**Work task**:
Below are the records; give again exactly the line with "pub(crate) const fn", the line with "fetch, so the", and each line that lies between them, and nothing besides.

**Provided information**:
--------------------------------
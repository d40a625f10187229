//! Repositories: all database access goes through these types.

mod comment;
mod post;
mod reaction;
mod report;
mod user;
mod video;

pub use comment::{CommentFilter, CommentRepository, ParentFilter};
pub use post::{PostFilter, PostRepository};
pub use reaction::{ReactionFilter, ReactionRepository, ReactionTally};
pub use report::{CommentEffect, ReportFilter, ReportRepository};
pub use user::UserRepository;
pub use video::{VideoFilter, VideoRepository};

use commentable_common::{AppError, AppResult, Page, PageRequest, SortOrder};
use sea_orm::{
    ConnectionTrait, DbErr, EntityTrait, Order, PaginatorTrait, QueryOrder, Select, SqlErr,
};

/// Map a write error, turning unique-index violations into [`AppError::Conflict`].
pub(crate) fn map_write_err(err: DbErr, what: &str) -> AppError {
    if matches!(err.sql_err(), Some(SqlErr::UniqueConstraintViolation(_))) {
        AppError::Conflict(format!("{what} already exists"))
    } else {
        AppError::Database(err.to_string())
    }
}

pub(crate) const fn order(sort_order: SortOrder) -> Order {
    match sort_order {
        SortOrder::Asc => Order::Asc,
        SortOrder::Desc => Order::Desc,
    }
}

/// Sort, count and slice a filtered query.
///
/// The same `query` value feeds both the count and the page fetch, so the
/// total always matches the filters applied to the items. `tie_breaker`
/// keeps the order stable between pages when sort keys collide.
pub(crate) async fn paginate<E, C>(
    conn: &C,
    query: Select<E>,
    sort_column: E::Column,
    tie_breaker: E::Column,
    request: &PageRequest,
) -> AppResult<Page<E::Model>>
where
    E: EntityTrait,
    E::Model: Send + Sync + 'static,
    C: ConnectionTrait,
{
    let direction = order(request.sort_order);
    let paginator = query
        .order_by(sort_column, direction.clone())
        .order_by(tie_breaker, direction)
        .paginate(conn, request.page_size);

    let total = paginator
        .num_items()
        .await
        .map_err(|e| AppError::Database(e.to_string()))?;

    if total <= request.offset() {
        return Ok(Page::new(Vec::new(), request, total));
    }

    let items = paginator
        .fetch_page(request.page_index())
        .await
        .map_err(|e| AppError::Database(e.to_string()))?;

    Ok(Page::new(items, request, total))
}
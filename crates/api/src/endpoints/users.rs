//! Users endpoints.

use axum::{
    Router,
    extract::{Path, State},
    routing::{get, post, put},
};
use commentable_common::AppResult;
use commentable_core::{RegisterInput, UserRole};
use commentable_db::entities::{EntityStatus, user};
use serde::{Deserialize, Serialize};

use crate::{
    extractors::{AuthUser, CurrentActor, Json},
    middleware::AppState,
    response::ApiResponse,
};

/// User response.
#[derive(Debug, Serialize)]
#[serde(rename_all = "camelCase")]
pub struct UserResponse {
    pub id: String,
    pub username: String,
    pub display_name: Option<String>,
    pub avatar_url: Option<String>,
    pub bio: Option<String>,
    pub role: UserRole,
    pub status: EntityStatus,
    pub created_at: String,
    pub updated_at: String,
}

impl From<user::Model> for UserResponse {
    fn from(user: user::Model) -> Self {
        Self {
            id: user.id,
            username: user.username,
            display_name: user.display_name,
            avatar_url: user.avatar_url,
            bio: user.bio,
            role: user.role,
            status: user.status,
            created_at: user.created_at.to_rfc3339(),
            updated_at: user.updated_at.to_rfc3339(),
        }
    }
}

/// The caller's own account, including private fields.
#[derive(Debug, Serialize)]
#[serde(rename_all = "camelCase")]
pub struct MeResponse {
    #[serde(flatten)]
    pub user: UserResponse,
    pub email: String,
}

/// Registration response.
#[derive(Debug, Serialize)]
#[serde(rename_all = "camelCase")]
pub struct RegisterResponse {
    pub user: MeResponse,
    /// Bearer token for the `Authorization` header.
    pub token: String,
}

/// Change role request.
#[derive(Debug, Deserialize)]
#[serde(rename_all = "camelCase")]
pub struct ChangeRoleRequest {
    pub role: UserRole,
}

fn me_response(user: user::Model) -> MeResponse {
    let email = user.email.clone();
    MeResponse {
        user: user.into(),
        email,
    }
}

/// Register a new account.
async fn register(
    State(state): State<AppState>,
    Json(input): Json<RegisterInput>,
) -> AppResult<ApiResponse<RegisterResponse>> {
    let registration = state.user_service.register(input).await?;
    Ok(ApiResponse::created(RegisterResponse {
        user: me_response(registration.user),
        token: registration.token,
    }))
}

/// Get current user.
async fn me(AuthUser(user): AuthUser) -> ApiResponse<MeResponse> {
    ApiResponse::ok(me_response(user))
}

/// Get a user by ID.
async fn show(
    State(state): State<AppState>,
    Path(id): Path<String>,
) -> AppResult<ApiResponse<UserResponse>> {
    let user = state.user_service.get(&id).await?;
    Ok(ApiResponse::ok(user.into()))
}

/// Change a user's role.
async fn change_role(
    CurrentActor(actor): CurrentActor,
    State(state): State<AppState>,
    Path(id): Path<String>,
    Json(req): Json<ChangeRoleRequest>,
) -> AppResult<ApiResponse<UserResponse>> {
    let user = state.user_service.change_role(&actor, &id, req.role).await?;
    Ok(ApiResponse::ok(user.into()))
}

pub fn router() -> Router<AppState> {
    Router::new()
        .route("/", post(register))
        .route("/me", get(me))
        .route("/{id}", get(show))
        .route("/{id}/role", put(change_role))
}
--------------------------------
**Problem solution**:
pub(crate) const fn order(sort_order: SortOrder) -> Order {
    match sort_order {
        SortOrder::Asc => Order::Asc,
        SortOrder::Desc => Order::Desc,
    }
}

/// Sort, count and slice a filtered query.
///
/// The same `query` value feeds both the count and the page fetch, so the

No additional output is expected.